◆ ACTIVITY: From the entries below, pull out each line where "fetched" appears.

◆ THE DATA:
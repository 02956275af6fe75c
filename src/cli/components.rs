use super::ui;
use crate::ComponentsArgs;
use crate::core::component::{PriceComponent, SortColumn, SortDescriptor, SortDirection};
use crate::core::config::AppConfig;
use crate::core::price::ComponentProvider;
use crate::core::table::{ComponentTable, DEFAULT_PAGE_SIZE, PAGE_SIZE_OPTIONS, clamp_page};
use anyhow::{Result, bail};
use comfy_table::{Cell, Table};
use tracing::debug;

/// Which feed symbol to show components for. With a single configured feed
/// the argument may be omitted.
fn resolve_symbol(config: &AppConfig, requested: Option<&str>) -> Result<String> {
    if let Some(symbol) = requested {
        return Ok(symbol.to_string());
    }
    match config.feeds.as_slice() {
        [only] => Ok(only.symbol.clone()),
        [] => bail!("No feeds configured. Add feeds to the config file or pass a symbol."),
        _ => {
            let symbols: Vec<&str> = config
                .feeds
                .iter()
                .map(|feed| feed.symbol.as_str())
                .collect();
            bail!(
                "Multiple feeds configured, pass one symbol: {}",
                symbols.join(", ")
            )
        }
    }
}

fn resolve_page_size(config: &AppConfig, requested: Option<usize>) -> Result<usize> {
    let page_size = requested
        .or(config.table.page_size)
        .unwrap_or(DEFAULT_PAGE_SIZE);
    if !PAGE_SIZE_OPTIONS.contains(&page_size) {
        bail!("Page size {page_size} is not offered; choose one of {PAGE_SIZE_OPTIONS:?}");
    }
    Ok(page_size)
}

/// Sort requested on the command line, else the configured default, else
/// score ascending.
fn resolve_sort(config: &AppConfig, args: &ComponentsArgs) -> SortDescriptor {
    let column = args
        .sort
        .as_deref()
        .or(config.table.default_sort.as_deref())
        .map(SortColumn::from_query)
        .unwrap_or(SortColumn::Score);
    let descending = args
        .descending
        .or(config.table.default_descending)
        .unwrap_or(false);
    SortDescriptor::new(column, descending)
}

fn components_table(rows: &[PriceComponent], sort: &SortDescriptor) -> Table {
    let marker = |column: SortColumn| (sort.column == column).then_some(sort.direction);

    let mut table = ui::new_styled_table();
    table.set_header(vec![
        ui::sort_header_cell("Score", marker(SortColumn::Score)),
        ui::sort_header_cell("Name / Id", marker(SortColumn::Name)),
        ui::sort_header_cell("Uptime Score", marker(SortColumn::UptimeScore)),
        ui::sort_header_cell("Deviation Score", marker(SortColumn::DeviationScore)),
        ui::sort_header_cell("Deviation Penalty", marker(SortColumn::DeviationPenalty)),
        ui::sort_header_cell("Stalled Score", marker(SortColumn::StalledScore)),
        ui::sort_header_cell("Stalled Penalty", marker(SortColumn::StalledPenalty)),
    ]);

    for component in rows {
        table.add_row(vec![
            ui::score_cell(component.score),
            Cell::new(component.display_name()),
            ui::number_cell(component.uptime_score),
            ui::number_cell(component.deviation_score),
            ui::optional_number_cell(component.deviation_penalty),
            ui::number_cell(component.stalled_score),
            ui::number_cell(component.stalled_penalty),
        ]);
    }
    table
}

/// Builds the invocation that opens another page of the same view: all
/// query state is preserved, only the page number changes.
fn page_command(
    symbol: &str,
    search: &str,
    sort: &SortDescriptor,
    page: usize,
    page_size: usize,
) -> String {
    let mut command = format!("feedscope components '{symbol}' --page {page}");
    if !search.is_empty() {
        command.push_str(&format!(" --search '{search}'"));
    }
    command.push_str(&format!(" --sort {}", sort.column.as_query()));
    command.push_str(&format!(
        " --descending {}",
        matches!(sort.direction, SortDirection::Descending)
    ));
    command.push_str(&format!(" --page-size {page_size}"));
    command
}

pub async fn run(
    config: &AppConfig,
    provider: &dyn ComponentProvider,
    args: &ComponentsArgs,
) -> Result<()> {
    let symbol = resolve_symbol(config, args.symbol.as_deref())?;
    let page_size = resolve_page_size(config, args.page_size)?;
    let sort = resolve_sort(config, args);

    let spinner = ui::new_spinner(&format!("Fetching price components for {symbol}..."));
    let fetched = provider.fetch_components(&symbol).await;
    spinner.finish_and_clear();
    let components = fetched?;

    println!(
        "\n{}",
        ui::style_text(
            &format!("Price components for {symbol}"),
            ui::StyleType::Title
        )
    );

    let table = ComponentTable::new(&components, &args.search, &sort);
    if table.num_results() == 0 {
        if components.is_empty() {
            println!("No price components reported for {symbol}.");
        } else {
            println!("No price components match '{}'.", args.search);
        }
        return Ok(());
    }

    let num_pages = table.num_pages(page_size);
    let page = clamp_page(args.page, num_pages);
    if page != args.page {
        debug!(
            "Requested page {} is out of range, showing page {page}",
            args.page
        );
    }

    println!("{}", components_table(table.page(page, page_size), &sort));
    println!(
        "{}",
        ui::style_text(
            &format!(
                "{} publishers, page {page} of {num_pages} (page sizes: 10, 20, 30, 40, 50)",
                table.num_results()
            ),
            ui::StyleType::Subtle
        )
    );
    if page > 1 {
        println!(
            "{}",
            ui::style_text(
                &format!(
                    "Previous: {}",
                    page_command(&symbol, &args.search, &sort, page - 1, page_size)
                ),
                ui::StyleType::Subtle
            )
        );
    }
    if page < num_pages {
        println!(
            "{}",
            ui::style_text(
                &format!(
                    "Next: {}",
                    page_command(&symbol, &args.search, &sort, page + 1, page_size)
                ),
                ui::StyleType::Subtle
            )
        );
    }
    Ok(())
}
--
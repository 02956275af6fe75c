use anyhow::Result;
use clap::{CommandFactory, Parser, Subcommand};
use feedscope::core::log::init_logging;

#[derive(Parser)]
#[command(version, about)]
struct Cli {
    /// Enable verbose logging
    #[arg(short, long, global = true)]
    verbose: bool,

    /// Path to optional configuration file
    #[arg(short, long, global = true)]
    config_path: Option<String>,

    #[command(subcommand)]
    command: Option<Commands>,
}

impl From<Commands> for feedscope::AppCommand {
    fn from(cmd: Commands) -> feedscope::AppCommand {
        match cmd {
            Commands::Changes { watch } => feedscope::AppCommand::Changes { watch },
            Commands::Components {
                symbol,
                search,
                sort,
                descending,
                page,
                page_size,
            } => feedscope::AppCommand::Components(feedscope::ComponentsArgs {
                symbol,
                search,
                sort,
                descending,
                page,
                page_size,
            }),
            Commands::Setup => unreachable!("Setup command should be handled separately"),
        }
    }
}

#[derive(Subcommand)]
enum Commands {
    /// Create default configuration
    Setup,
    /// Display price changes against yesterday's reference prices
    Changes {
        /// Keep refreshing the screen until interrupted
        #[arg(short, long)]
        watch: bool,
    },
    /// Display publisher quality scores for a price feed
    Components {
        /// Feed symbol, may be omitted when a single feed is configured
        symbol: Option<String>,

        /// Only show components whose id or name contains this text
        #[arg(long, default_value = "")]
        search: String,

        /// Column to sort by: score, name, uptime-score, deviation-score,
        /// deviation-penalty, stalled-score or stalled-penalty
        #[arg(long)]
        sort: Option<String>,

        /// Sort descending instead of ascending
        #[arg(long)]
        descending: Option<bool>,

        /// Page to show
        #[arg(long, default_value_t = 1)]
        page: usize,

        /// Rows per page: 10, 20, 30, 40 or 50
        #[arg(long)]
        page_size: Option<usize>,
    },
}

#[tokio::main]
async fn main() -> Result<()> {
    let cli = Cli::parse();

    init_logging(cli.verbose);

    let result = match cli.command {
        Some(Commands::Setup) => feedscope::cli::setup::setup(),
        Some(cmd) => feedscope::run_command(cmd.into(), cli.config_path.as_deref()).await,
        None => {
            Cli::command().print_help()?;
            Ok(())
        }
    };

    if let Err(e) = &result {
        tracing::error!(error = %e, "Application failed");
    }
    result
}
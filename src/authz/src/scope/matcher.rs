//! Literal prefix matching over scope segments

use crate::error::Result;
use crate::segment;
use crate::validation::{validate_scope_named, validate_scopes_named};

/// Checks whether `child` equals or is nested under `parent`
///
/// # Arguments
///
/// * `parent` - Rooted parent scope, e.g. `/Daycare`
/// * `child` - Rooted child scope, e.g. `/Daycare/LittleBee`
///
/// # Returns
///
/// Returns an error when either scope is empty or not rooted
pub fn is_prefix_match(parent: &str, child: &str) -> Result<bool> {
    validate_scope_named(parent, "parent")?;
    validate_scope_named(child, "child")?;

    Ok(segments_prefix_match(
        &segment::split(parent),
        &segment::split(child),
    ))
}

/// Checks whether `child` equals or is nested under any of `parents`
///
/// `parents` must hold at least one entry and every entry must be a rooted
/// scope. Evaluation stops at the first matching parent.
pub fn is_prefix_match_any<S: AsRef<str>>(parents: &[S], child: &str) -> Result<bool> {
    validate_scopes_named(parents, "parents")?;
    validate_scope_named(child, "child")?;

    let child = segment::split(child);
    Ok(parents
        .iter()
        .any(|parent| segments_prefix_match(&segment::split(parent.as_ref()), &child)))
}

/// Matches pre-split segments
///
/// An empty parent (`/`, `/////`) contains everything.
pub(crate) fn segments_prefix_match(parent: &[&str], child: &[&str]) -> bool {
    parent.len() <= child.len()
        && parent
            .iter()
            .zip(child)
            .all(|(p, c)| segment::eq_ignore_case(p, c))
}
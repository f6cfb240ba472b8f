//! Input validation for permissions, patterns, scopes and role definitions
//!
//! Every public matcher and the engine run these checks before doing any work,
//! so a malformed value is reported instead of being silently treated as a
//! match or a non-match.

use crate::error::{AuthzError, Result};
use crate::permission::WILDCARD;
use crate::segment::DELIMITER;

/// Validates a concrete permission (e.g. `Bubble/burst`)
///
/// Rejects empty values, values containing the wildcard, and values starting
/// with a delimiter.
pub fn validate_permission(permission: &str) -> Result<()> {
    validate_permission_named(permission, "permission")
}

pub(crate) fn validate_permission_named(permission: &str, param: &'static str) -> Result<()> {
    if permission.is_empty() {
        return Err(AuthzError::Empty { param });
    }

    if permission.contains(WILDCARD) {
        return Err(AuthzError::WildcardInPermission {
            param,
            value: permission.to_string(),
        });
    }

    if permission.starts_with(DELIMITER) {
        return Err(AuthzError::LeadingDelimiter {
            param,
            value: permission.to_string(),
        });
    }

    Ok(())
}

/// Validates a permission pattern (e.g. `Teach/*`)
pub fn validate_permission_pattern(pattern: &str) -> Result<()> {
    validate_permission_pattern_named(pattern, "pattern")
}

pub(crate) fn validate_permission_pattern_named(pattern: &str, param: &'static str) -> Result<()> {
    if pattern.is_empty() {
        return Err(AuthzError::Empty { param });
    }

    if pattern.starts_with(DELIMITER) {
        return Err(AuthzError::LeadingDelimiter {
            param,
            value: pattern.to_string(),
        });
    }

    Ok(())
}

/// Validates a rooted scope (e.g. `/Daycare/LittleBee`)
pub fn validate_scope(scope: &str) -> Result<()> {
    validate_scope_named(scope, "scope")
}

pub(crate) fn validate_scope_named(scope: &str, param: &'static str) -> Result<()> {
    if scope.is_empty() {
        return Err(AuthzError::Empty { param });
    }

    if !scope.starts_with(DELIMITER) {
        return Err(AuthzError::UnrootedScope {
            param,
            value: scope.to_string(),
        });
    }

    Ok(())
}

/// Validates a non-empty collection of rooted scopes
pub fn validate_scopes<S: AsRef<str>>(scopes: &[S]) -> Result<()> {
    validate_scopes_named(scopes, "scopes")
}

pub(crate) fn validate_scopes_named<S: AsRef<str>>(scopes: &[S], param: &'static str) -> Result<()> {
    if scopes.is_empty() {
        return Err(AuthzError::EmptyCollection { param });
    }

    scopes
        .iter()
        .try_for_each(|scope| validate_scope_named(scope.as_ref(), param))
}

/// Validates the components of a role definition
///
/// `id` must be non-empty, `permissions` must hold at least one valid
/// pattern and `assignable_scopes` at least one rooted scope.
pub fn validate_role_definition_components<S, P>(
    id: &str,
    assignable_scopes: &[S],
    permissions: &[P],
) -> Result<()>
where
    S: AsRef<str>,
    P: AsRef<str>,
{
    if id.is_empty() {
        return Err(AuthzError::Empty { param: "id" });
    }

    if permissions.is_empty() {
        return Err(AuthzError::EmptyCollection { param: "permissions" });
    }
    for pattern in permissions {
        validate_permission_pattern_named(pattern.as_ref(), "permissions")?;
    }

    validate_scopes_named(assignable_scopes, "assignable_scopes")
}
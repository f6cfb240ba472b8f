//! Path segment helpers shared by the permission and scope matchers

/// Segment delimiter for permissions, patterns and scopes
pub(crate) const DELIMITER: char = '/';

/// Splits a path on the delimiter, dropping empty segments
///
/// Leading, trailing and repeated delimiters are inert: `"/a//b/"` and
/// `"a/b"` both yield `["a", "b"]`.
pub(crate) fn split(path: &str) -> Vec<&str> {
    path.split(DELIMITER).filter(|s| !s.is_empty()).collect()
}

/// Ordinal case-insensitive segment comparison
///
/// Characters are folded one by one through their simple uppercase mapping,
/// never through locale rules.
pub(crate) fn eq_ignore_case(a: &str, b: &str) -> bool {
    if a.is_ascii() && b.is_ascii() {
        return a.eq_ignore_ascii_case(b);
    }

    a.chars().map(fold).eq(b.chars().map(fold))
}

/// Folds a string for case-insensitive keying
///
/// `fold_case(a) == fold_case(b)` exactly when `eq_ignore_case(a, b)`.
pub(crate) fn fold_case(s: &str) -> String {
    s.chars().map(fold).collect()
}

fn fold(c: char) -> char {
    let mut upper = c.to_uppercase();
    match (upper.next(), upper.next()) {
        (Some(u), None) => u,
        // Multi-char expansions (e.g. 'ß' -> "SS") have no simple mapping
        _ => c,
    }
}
...
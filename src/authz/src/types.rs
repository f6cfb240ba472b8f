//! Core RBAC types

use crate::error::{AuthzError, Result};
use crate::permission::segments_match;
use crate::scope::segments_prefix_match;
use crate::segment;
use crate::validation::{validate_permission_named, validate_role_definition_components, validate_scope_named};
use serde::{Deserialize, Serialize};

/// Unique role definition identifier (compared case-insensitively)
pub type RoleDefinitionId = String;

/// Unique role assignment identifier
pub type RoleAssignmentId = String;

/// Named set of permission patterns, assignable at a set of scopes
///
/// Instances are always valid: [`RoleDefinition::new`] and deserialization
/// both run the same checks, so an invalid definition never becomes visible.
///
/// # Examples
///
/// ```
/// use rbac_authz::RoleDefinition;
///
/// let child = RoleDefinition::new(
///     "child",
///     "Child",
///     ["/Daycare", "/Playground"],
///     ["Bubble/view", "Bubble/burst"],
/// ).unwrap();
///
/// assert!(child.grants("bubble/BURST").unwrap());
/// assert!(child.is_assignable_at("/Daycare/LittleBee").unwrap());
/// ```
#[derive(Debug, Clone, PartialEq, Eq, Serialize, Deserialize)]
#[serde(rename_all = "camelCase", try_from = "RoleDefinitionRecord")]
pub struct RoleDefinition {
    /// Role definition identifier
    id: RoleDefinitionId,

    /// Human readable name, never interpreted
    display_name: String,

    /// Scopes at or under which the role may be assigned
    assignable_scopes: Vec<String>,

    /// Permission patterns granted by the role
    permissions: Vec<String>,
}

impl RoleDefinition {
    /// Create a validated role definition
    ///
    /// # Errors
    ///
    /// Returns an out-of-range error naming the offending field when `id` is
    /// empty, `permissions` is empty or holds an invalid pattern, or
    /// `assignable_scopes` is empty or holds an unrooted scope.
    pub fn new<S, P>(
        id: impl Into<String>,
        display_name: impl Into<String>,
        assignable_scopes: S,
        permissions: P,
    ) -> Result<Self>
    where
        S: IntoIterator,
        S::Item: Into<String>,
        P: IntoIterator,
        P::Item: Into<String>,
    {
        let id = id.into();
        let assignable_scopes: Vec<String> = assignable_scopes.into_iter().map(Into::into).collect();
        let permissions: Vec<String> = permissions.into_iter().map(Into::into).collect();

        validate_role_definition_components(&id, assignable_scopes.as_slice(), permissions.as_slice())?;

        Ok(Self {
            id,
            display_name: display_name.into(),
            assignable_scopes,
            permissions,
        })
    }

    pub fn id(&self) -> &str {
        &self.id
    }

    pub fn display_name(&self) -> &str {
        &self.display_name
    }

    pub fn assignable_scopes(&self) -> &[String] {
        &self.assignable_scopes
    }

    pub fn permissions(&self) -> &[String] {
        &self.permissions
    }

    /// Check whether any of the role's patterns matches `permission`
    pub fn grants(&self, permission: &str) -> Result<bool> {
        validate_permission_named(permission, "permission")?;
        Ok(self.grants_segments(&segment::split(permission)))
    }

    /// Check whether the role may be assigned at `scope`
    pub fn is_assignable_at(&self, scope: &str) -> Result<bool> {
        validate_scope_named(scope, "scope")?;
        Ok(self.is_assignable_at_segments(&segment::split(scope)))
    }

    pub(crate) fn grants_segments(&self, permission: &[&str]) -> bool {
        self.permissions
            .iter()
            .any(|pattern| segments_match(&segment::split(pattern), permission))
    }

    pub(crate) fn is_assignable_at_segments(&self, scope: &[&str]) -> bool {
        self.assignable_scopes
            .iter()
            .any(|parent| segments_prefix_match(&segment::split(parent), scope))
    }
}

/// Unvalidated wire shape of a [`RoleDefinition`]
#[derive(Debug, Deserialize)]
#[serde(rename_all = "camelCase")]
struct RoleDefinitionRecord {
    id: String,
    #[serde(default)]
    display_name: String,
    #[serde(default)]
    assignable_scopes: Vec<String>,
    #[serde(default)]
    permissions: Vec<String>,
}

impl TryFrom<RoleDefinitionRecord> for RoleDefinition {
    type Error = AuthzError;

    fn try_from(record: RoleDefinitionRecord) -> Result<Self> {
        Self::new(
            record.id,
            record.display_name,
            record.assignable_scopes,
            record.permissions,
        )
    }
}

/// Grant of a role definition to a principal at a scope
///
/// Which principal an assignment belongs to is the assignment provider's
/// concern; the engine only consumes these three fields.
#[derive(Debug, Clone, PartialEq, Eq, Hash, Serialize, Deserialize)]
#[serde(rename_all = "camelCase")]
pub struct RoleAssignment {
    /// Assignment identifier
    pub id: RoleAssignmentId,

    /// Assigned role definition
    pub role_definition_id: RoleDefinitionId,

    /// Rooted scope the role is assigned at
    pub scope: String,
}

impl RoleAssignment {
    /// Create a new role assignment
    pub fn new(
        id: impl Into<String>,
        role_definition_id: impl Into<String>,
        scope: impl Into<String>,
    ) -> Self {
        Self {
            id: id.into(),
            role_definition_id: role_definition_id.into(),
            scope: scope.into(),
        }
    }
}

◆ SOLUTION FOR THIS TASK:
    let fetched = provider.fetch_components(&symbol).await;
    let components = fetched?;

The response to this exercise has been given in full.